Pendant que les flammes mobilisent encore pompiers et secours, d'autres victimes restent souvent invisibles : les animaux. Chiens, chats, chevaux, tortues, hérissons, oiseaux ou encore chevreuils se retrouvent piégés, blessés, désorientés ou séparés de leurs propriétaires. Dans le Var comme en Gironde, les incendies de l'été 2026 ont déclenché un vaste élan de solidarité pour leur venir en aide. Dans le Var, des milliers d'hectares sont partis en fumée autour de Pontevès, Cotignac, Brignoles. En Gironde, l'incendie de Saumos a provoqué des évacuations massives et mis en péril d'innombrables animaux domestiques et sauvages. Face à l'urgence, associations, refuges, vétérinaires et bénévoles se sont organisés pour secourir les animaux touchés par ces catastrophes.
Derrière les flammes, une catastrophe pour la faune
Les images les plus marquantes montrent souvent des chevreuils fuyant les flammes ou des chevaux évacués en urgence. Pourtant, selon la Ligue pour la Protection des Oiseaux (LPO), les espèces les plus vulnérables sont souvent les plus discrètes : hérissons, reptiles, amphibiens, blaireaux ou jeunes oiseaux qui ne peuvent pas fuir suffisamment vite. Beaucoup souffrent de brûlures, d'intoxications dues aux fumées ou de déshydratation sévère.

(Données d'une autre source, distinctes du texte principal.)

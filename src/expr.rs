//! The matrix-like contract shared by concrete matrices and expression nodes.

use crate::{eval::FromExpr, ExprTraits, Scalar};

/// A matrix-shaped value whose coefficients can be read by position.
///
/// Both concrete matrices and lazily evaluated expression nodes implement this trait, which is
/// what makes expressions composable: an expression node accepts any [`Expr`] as an operand, and is
/// itself an [`Expr`].
///
/// Coefficient access is *unchecked* at this layer: reading outside of
/// `[0, rows) × [0, cols)` is a contract violation whose outcome depends on the implementation
/// (it may panic, or return an unrelated coefficient). [`Checked`][crate::Checked] layers explicit
/// bounds checks on top of any expression.
pub trait Expr {
    /// The type of the coefficients.
    type Elem: Scalar;

    /// Static shape, cost, and capability metadata, shared by all values of this type.
    const TRAITS: ExprTraits;

    /// Returns the number of rows.
    fn rows(&self) -> usize;

    /// Returns the number of columns.
    fn cols(&self) -> usize;

    /// Reads the coefficient at `(row, col)`.
    fn coeff(&self, row: usize, col: usize) -> Self::Elem;

    /// Returns `(rows, cols)`.
    #[inline]
    fn shape(&self) -> (usize, usize) {
        (self.rows(), self.cols())
    }

    /// Returns the total number of coefficients.
    ///
    /// # Panics
    ///
    /// This method will panic if the number of coefficients does not fit in a `usize`, which is
    /// only possible for expressions without storage, like [`Constant`][crate::Constant].
    #[inline]
    #[track_caller]
    fn len(&self) -> usize {
        let (rows, cols) = self.shape();
        match rows.checked_mul(cols) {
            Some(len) => len,
            None => panic!("{rows}x{cols} expression has more than `usize::MAX` coefficients"),
        }
    }

    #[inline]
    fn is_empty(&self) -> bool {
        self.rows() == 0 || self.cols() == 0
    }

    /// Evaluates every coefficient of `self` into a new concrete matrix of type `M`.
    ///
    /// # Examples
    ///
    /// ```
    /// # use densexpr::*;
    /// let mask = Matrix::from_rows([[true, false]]);
    /// let a = Matrix::from_rows([[1, 2]]);
    /// let out: Matrix<i32> = mask.select_else_scalar(&a, 0).eval();
    /// assert_eq!(out, Matrix::from_rows([[1, 0]]));
    /// ```
    fn eval<M>(&self) -> M
    where
        M: FromExpr<Self::Elem>,
        Self: Sized,
    {
        log::trace!(
            "evaluating {}x{} expression (cost {} per coefficient)",
            self.rows(),
            self.cols(),
            Self::TRAITS.cost,
        );
        M::from_expr(self)
    }
}

/// Expressions whose coefficients can also be read with a single, column-major index.
///
/// The linear index of `(row, col)` is `col * rows + row`.
///
/// This trait is only implemented for types whose [`Expr::TRAITS`] contain
/// [`Caps::LINEAR_ACCESS`][crate::Caps::LINEAR_ACCESS]. Composite expressions implement it only if
/// all of their operands do, so linear access to an expression that cannot support it is rejected
/// at compile time.
pub trait LinearAccess: Expr {
    /// Reads the coefficient at the column-major `index`.
    fn coeff_linear(&self, index: usize) -> Self::Elem;
}

impl<X: Expr + ?Sized> Expr for &X {
    type Elem = X::Elem;

    const TRAITS: ExprTraits = X::TRAITS;

    #[inline]
    fn rows(&self) -> usize {
        (**self).rows()
    }

    #[inline]
    fn cols(&self) -> usize {
        (**self).cols()
    }

    #[inline]
    fn coeff(&self, row: usize, col: usize) -> Self::Elem {
        (**self).coeff(row, col)
    }
}

impl<X: LinearAccess + ?Sized> LinearAccess for &X {
    #[inline]
    fn coeff_linear(&self, index: usize) -> Self::Elem {
        (**self).coeff_linear(index)
    }
}

/// Describes how a value is stored when it becomes the operand of an expression node.
///
/// Large concrete matrices are *nested* as a borrow (`Nested = &'a Matrix<T>` or a view type),
/// tying the lifetime of the expression to that of the matrix. Expression nodes and other
/// lightweight views are nested *by value* (`Nested = Self`), since copying them is cheap and
/// avoids an indirection. In both cases the expression never owns heavy data, and the borrow
/// checker ensures that borrowed operands outlive every expression referring to them.
pub trait Operand<'a> {
    /// The handle an expression node stores for this operand.
    type Nested: Expr;

    /// Creates the handle to store in an expression node.
    fn nested(&'a self) -> Self::Nested;
}

/// The handle type stored by expression nodes for an operand of type `X`.
pub type Nested<'a, X> = <X as Operand<'a>>::Nested;

/// The coefficient type of an operand of type `X`.
pub type Elem<'a, X> = <Nested<'a, X> as Expr>::Elem;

Les conséquences perdurent longtemps après l'extinction des incendies. Les habitats naturels disparaissent, les ressources alimentaires se raréfient et les animaux survivants doivent parcourir de longues distances pour trouver de l'eau ou un refuge.
Dans le Var, des refuges en première ligne
Au cœur du Var, plusieurs structures ont immédiatement ouvert leurs portes. A Fréjus, la Ferme du Pigeonnier a proposé plus de 12 000 m² de terrains aménagés pour accueillir gratuitement chevaux, chèvres, poneys et oiseaux issus des zones sinistrées.
A Flassans-sur-Issole, le refuge SAM a pris en charge une trentaine de chiens sauvés des flammes après leur découverte par les équipes de la Sécurité civile. Depuis, les dons de nourriture, couvertures et produits vétérinaires affluent pour soutenir l'association.
En Gironde, une mobilisation exceptionnelle
Dans le Sud-Ouest, les associations de protection animale ont activé des cellules de crise pour coordonner les secours. L'association FUTUR, en lien avec la Brigade de Secours Faune Sauvage, a déployé des équipes spécialisées et mobilisé vétérinaires, soigneurs, transporteurs et familles d'accueil.
A Landiras, des bénévoles accueillent chevaux, moutons, volailles et animaux évacués, tandis que des réseaux entiers s'organisent pour héberger temporairement les animaux de particuliers contraints de quitter leur domicile.
Donner de l'argent, de la nourriture... ou du temps
Le premier réflexe est souvent de vouloir intervenir sur le terrain. Pourtant, la LPO rappelle qu'il ne faut jamais pénétrer dans une zone incendiée ou récemment touchée par un feu. Les interventions doivent rester l'affaire des professionnels pour ne pas gêner les secours ni se mettre en danger.
En revanche, chacun peut agir :
- Faire un don financier aux associations mobilisées.
- Offrir des croquettes, pâtées, couvertures ou matériel de transport.
- Proposer temporairement un hébergement pour des animaux évacués.
- Relayer les appels aux dons et aux familles d'accueil.
- Soutenir les centres de soins qui accueilleront les animaux blessés pendant des semaines, voire des mois.
Car la reconstruction ne s'arrête pas lorsque les flammes s'éteignent : pour les animaux aussi, le retour à la normale va être long.